[PROVIDED DATA]

impl<R: RemoteStore, A: AttachmentStore> TaskStore<R, A> {
    pub fn with_attachments(remote: R, attachments: A, options: StoreOptions) -> Self {
        let state = Arc::new(Mutex::new(StoreState::new()));
        let remote = Arc::new(remote);
        let (events, _) = broadcast::channel(EVENT_CAPACITY);
        let mutator = OptimisticMutator::new(state.clone(), remote.clone(), events.clone(), options.mutator_settings(), &options.user_id);
        Self {
            state,
            remote,
            attachments: Arc::new(attachments),
            mutator,
            events,
            options,
        }
    }

    pub fn options(&self) -> &StoreOptions {
        &self.options
    }

    pub fn remote(&self) -> &R {
        &self.remote
    }

    /// Replaces the collection with a fresh remote read.
    pub async fn load(&self) -> Result<usize, TaskError> {
        let rows = self.remote.read_tasks(&self.options.user_id).await.map_err(NetworkError::Read)?;
        let count = rows.len();
        let conflicts = self.state.lock().replace_all(rows);
        for conflict in conflicts {
            tracing::warn!(%conflict, "loaded data exceeds the Big Three limit");
            let _ = self.events.send(StoreEvent::Conflict(conflict));
        }
        tracing::debug!(tasks = count, "loaded tasks");
        let _ = self.events.send(StoreEvent::Loaded { tasks: count });
        Ok(count)
    }

    // === QUERIES ===

    /// Tasks of `section` in display order, reflecting every applied change.
    pub fn get_section(&self, section: &SectionId) -> Vec<Task> {
        self.state.lock().board.section_tasks(section)
    }

    pub fn get_section_view(&self, section: &SectionId) -> Vec<TaskView> {
        let state = self.state.lock();
        state
            .board
            .section_tasks(section)
            .into_iter()
            .map(|task| TaskView {
                pending: state.is_pending(&task.id),
                just_changed: state.just_changed(&task.id, self.options.just_changed),
                task,
            })
            .collect()
    }

    pub fn get_task(&self, task_id: &str) -> Option<Task> {
        self.state.lock().board.get(task_id).cloned()
    }

    pub fn section_of(&self, task_id: &str) -> Option<SectionId> {
        self.state.lock().board.section_of(task_id).cloned()
    }

    pub fn len(&self) -> usize {
        self.state.lock().board.len()
    }

    pub fn is_empty(&self) -> bool {
        self.len() == 0
    }

    /// Resolves a full id or a unique id prefix.
    pub fn resolve_id(&self, prefix: &str) -> Result<TaskId, ValidationError> {
        let state = self.state.lock();
        if state.board.contains(prefix) {
            return Ok(prefix.to_string());
        }
        let mut matches = state.board.ids().filter(|id| id.starts_with(prefix));
        match (matches.next(), matches.next()) {
            (Some(id), None) if !prefix.is_empty() => Ok(id.clone()),
            (Some(_), _) => Err(ValidationError::AmbiguousTask(prefix.to_string())),
            (None, _) => Err(ValidationError::UnknownTask(prefix.to_string())),
        }
    }

    /// Visible sections in display order with their tasks.
    ///
    /// Sections named by the preferences come first, in that order. The rest
    /// follow in canonical order. The fixed sections always appear, even when
    /// empty, unless the preferences hide them.
    pub fn board(&self, preferences: &impl DisplayPreferences) -> Vec<(SectionId, Vec<Task>)> {
        let state = self.state.lock();
        let mut canonical: BTreeSet<SectionId> = SectionId::FIXED.iter().cloned().collect();
        canonical.extend(state.board.sections().map(|(section, _)| section.clone()));

        let mut order: Vec<SectionId> = Vec::with_capacity(canonical.len());
        for section in preferences.section_order().into_iter().chain(canonical) {
            if !order.contains(&section) {
                order.push(section);
            }
        }

        order
            .into_iter()
            .filter(|section| preferences.is_visible(section))
            .map(|section| {
                let tasks = state.board.section_tasks(&section);
                (section, tasks)
            })
            .collect()
    }

    pub fn subscribe_to_store_changes(&self) -> broadcast::Receiver<StoreEvent> {
        self.events.subscribe()
    }

    // === MUTATIONS ===

    pub fn apply_local(&self, mutation: Mutation) -> Result<MutationHandle, TaskError> {
        match mutation {
            Mutation::ToggleComplete(task_id) => self.toggle_complete(&task_id),
            Mutation::ToggleImportant(task_id) => self.toggle_important(&task_id),
            Mutation::ToggleUrgent(task_id) => self.toggle_urgent(&task_id),
            Mutation::ToggleWaiting(task_id) => self.toggle_waiting(&task_id),
            Mutation::Edit { task_id, edit } => self.edit(&task_id, edit),
            Mutation::Reorder { section, task_id, index } => self.reorder(&section, &task_id, index),
            Mutation::Move { task_id, from, to, before } => self.move_task(&task_id, &from, &to, before.as_deref()),
        }
    }

    /// Merges rows obtained elsewhere, with the same rules as a notification.
    pub fn apply_remote(&self, rows: Vec<Task>, scope: MergeScope) -> MergeReport {
        self.sync_channel().apply(rows, scope)
    }

    /// Creates a routine task at the end of its section.
    pub fn create_task(&self, title: &str) -> Result<(Task, MutationHandle<Task>), TaskError> {
        let title = title.trim();
        if title.is_empty() {
            return Err(ValidationError::EmptyTitle.into());
        }
        let task = Task::new(Uuid::new_v4().to_string(), title);
        Ok(self.mutator.submit_insert(task))
    }

    pub fn edit(&self, task_id: &str, edit: FieldEdit) -> Result<MutationHandle, TaskError> {
        if edit.title.as_deref().is_some_and(|t| t.trim().is_empty()) {
            return Err(ValidationError::EmptyTitle.into());
        }
        let patch = edit.into_patch();
        let task_id = task_id.to_string();
        self.mutator.submit(move |board| {
            let task = board.get(&task_id).ok_or_else(|| ValidationError::UnknownTask(task_id.clone()))?;
            let patch = TaskPatch::diff(task, &patch.applied(task));
            let mut plan = MovePlan::default();
            if !patch.is_empty() {
                plan.patches.push((task_id.clone(), patch));
            }
            Ok(plan)
        })
    }

    pub fn toggle_complete(&self, task_id: &str) -> Result<MutationHandle, TaskError> {
        self.toggle(task_id, |task| TaskPatch {
            completed: Some(!task.completed),
            ..Default::default()
        })
    }

    pub fn toggle_important(&self, task_id: &str) -> Result<MutationHandle, TaskError> {
        self.toggle(task_id, |task| TaskPatch {
            important: Some(!task.important),
            ..Default::default()
        })
    }

    pub fn toggle_urgent(&self, task_id: &str) -> Result<MutationHandle, TaskError> {
        self.toggle(task_id, |task| TaskPatch {
            urgent: Some(!task.urgent),
            ..Default::default()
        })
    }

    pub fn toggle_waiting(&self, task_id: &str) -> Result<MutationHandle, TaskError> {
        self.toggle(task_id, |task| TaskPatch {
            status: Some(match task.status {
                TaskStatus::Pending => TaskStatus::Inbox,
                TaskStatus::Inbox => TaskStatus::Pending,
            }),
            ..Default::default()
        })
    }

    fn toggle(&self, task_id: &str, flip: impl FnOnce(&Task) -> TaskPatch) -> Result<MutationHandle, TaskError> {
        let task_id = task_id.to_string();
        self.mutator.submit(move |board| {
            let task = board.get(&task_id).ok_or_else(|| ValidationError::UnknownTask(task_id.clone()))?;
            ordering::reclassify(board, &task_id, flip(task))
        })
    }

    pub fn reorder(&self, section: &SectionId, task_id: &str, index: usize) -> Result<MutationHandle, TaskError> {
        self.mutator.submit(|board| ordering::reorder_within_section(board, section, task_id, index))
    }

    pub fn move_task(&self, task_id: &str, from: &SectionId, to: &SectionId, before: Option<&str>) -> Result<MutationHandle, TaskError> {
        self.mutator.submit(|board| ordering::move_across_sections(board, task_id, from, to, before))
    }

    /// Deletes a task and, once the remote delete succeeds, every attachment
    /// it owned. Attachment failures are logged only.
    pub fn delete(&self, task_id: &str) -> Result<MutationHandle<Task>, TaskError> {
        let handle = self.mutator.submit_delete(task_id)?;
        let attachments = self.attachments.clone();
        Ok(MutationHandle::spawn(async move {
            let task = handle.wait().await?;
            for attachment_id in &task.attachments {
                if let Err(error) = attachments.delete_attachment(attachment_id).await {
                    tracing::warn!(task_id = %task.id, attachment_id, error = %error, "failed to release attachment");
                }
            }
            Ok(task)
        }))
    }

    /// Stores a blob and records its id on the task. Returns the new id.
    pub async fn attach(&self, task_id: &str, blob: Vec<u8>) -> Result<String, TaskError> {
        if self.get_task(task_id).is_none() {
            return Err(ValidationError::UnknownTask(task_id.to_string()).into());
        }
        let attachment_id = self
            .attachments
            .add_attachment(task_id, blob)
            .await
            .map_err(|source| NetworkError::Failed { attempts: 1, source })?;

        let owned = attachment_id.clone();
        let handle = self.mutator.submit(move |board| {
            let task = board.get(task_id).ok_or_else(|| ValidationError::UnknownTask(task_id.to_string()))?;
            let mut list = task.attachments.clone();
            list.push(owned);
            let mut plan = MovePlan::default();
            plan.patches.push((
                task_id.to_string(),
                TaskPatch {
                    attachments: Some(list),
                    ..Default::default()
                },
            ));
            Ok(plan)
        })?;
        handle.wait().await?;
        Ok(attachment_id)
    }

    pub async fn get_attachments(&self, task_id: &str) -> Result<Vec<String>, TaskError> {
        self.attachments
            .get_attachments(task_id)
            .await
            .map_err(|source| NetworkError::Failed { attempts: 1, source }.into())
    }

    // === DRAG ===

    /// Executes a command produced by the drag coordinator.
    pub fn apply_drag(&self, command: DragCommand) -> Result<MutationHandle, TaskError> {
        match command {
            DragCommand::MoveWithinSection { section, task_id, target_index } => self
                .mutator
                .submit_debounced(|board| ordering::reorder_within_section(board, &section, &task_id, target_index)),
            DragCommand::MoveAcrossSections { task_id, from, to, before } => self.move_task(&task_id, &from, &to, before.as_deref()),
            DragCommand::Cancelled { snapshots } => {
                self.restore_orders(&snapshots);
                Ok(MutationHandle::ready(Ok(())))
            }
        }
    }

    /// Puts order values back exactly as captured. Local only: nothing was
    /// persisted for the gesture being undone.
    pub fn restore_orders(&self, snapshots: &[SectionSnapshot]) -> usize {
        let changed: Vec<TaskId> = {
            let mut state = self.state.lock();
            let before: Vec<SectionSnapshot> = snapshots.iter().map(|s| state.board.snapshot(&s.section)).collect();
            let mut changed = 0;
            for snapshot in snapshots {
                changed += state.board.restore_snapshot(snapshot);
            }
            if changed == 0 {
                return 0;
            }
            before
                .iter()
                .flat_map(|s| s.entries.iter())
                .filter(|(id, order)| state.board.get(id).is_some_and(|t| t.order != *order))
                .map(|(id, _)| id.clone())
                .collect()
        };
        tracing::debug!(tasks = ?changed, "restored pre-drag order");
        let count = changed.len();
        let _ = self.events.send(StoreEvent::Changed { task_ids: changed });
        count
    }

    // === SYNC ===

    pub fn sync_channel(&self) -> RemoteSyncChannel<R> {
        RemoteSyncChannel::new(self.state.clone(), self.remote.clone(), self.events.clone(), &self.options.user_id)
    }

    /// Starts merging remote change notifications in the background.
    pub fn start_sync(&self) -> SyncHandle {
        self.sync_channel().spawn()
    }
}
//! PostgREST-style HTTP backend.
//!
//! Rows live in `{api_url}/rest/v1/{table}` and are filtered by a `user_id`
//! column. The endpoint has no push channel, so change notifications come
//! from a poller that compares a cheap fingerprint of the user's rows.

use super::{RemoteStore, Subscription};
use crate::libs::config::RemoteConfig;
use crate::libs::error::RemoteError;
use crate::libs::task::{Task, TaskPatch};
use chrono::{DateTime, Utc};
use reqwest::{Client, RequestBuilder, Response};
use serde::Deserialize;
use std::time::Duration;
use tokio::sync::mpsc;

#[derive(Debug, Clone)]
pub struct RestRemote {
    client: Client,
    config: RemoteConfig,
    poll_interval: Duration,
}

#[derive(Debug, Deserialize)]
struct RowStamp {
    updated_at: DateTime<Utc>,
}

/// Row count and newest `updated_at`; changes whenever a row is written,
/// inserted or removed.
#[derive(Debug, Clone, Copy, PartialEq, Eq)]
struct Fingerprint {
    rows: usize,
    newest: Option<DateTime<Utc>>,
}

impl RestRemote {
    pub fn new(config: &RemoteConfig, poll_interval: Duration) -> Self {
        Self {
            client: Client::new(),
            config: config.clone(),
            poll_interval,
        }
    }

    fn table_url(&self) -> String {
        format!("{}/rest/v1/{}", self.config.api_url.trim_end_matches('/'), self.config.table)
    }

    fn authorize(&self, request: RequestBuilder) -> RequestBuilder {
        request
            .header("apikey", &self.config.api_key)
            .bearer_auth(&self.config.api_key)
            .header("Prefer", "return=representation")
    }

    async fn send(&self, request: RequestBuilder) -> Result<Response, RemoteError> {
        let response = self.authorize(request).send().await.map_err(|e| RemoteError::Unavailable(e.to_string()))?;
        let status = response.status();
        if status.is_success() {
            return Ok(response);
        }
        let message = response.text().await.unwrap_or_default();
        if status.as_u16() == 404 {
            return Err(RemoteError::NotFound(message));
        }
        Err(RemoteError::Rejected { status: status.as_u16(), message })
    }

    async fn single_row(response: Response, task_id: &str) -> Result<Task, RemoteError> {
        let rows: Vec<Task> = response.json().await.map_err(|e| RemoteError::Malformed(e.to_string()))?;
        rows.into_iter().next().ok_or_else(|| RemoteError::NotFound(task_id.to_string()))
    }

    async fn fingerprint(&self, user_id: &str) -> Result<Fingerprint, RemoteError> {
        let request = self.client.get(self.table_url()).query(&[("select", "updated_at".to_string()), ("user_id", format!("eq.{}", user_id))]);
        let stamps: Vec<RowStamp> = self.send(request).await?.json().await.map_err(|e| RemoteError::Malformed(e.to_string()))?;
        Ok(Fingerprint {
            rows: stamps.len(),
            newest: stamps.iter().map(|s| s.updated_at).max(),
        })
    }
}

impl RemoteStore for RestRemote {
    async fn read_tasks(&self, user_id: &str) -> Result<Vec<Task>, RemoteError> {
        let request = self.client.get(self.table_url()).query(&[("user_id", format!("eq.{}", user_id)), ("order", "order.asc".to_string())]);
        self.send(request).await?.json().await.map_err(|e| RemoteError::Malformed(e.to_string()))
    }

    async fn insert_task(&self, user_id: &str, task: &Task) -> Result<Task, RemoteError> {
        let mut body = serde_json::to_value(task).map_err(|e| RemoteError::Malformed(e.to_string()))?;
        if let Some(object) = body.as_object_mut() {
            object.insert("user_id".into(), serde_json::Value::String(user_id.to_string()));
        }
        let response = self.send(self.client.post(self.table_url()).json(&body)).await?;
        Self::single_row(response, &task.id).await
    }

    async fn update_task(&self, task_id: &str, patch: &TaskPatch) -> Result<Task, RemoteError> {
        let request = self.client.patch(self.table_url()).query(&[("id", format!("eq.{}", task_id))]).json(patch);
        let response = self.send(request).await?;
        Self::single_row(response, task_id).await
    }

    async fn delete_task(&self, task_id: &str) -> Result<(), RemoteError> {
        let request = self.client.delete(self.table_url()).query(&[("id", format!("eq.{}", task_id))]);
        self.send(request).await?;
        Ok(())
    }

    fn subscribe_to_changes(&self, user_id: &str) -> Subscription {
        let (sender, receiver) = mpsc::unbounded_channel();
        let remote = self.clone();
        let user_id = user_id.to_string();

        let poller = tokio::spawn(async move {
            let mut ticker = tokio::time::interval(remote.poll_interval);
            let mut last: Option<Fingerprint> = None;
            loop {
                ticker.tick().await;
                match remote.fingerprint(&user_id).await {
                    Ok(current) => {
                        let changed = last.is_some_and(|previous| previous != current);
                        last = Some(current);
                        if changed && sender.send(()).is_err() {
                            break;
                        }
                    }
                    Err(e) => tracing::warn!(error = %e, "polling remote tasks failed"),
                }
                if sender.is_closed() {
                    break;
                }
            }
        });

        Subscription::with_poller(receiver, poller)
    }
}
//! Platform data directory for the config file and the local database.
//!
//! - Linux: `$HOME/.local/share/tasklane/tasklane`
//! - macOS: `$HOME/Library/Application Support/tasklane/tasklane`
//! - Windows: `%LOCALAPPDATA%\tasklane\tasklane`

use anyhow::Result;
use std::env::consts::OS;
use std::env::var;
use std::fs;
use std::path::{Path, PathBuf};

pub const VENDOR_NAME: &str = "tasklane";
pub const APP_NAME: &str = "tasklane";

#[derive(Debug, Clone)]
pub struct DataStorage {
    base_path: PathBuf,
}

impl Default for DataStorage {
    fn default() -> Self {
        Self::new()
    }
}

impl DataStorage {
    pub fn new() -> Self {
        let base_path = match OS {
            "windows" => var("LOCALAPPDATA").unwrap_or_else(|_| ".".into()),
            "macos" => var("HOME").unwrap_or_else(|_| ".".into()) + "/Library/Application Support",
            _ => var("HOME").unwrap_or_else(|_| ".".into()) + "/.local/share",
        };
        let base_path = Path::new(&base_path).join(VENDOR_NAME).join(APP_NAME);

        Self { base_path }
    }

    pub fn base_path(&self) -> &Path {
        &self.base_path
    }

    /// Path of `file_name` in the data directory, creating the directory if needed.
    pub fn get_path(&self, file_name: &str) -> Result<PathBuf> {
        if !self.base_path.exists() {
            fs::create_dir_all(&self.base_path)?;
        }
        Ok(self.base_path.join(file_name))
    }
}
use super::backend::open_store;
use crate::api::StaticPreferences;
use crate::libs::section::SectionId;
use crate::libs::view::View;
use anyhow::Result;
use clap::Args;

#[derive(Debug, Args)]
pub struct ListArgs {
    /// Show a single section (big_three, urgent, waiting, routine, weekly, inbox, completed, custom-*)
    #[arg(short, long)]
    section: Option<SectionId>,
}

pub async fn cmd(args: ListArgs) -> Result<()> {
    let (config, store) = open_store().await?;

    match args.section {
        Some(section) => View::section(&section, &store.get_section_view(&section)),
        None => {
            let preferences = config.display.as_ref().map(StaticPreferences::from).unwrap_or_default();
            View::board(&store.board(&preferences))
        }
    }
}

[ABOUT THIS TASK]
Please tally the lines of the listing that include the string "crate". The number is the whole answer.

[YOUR RESPONSE]
6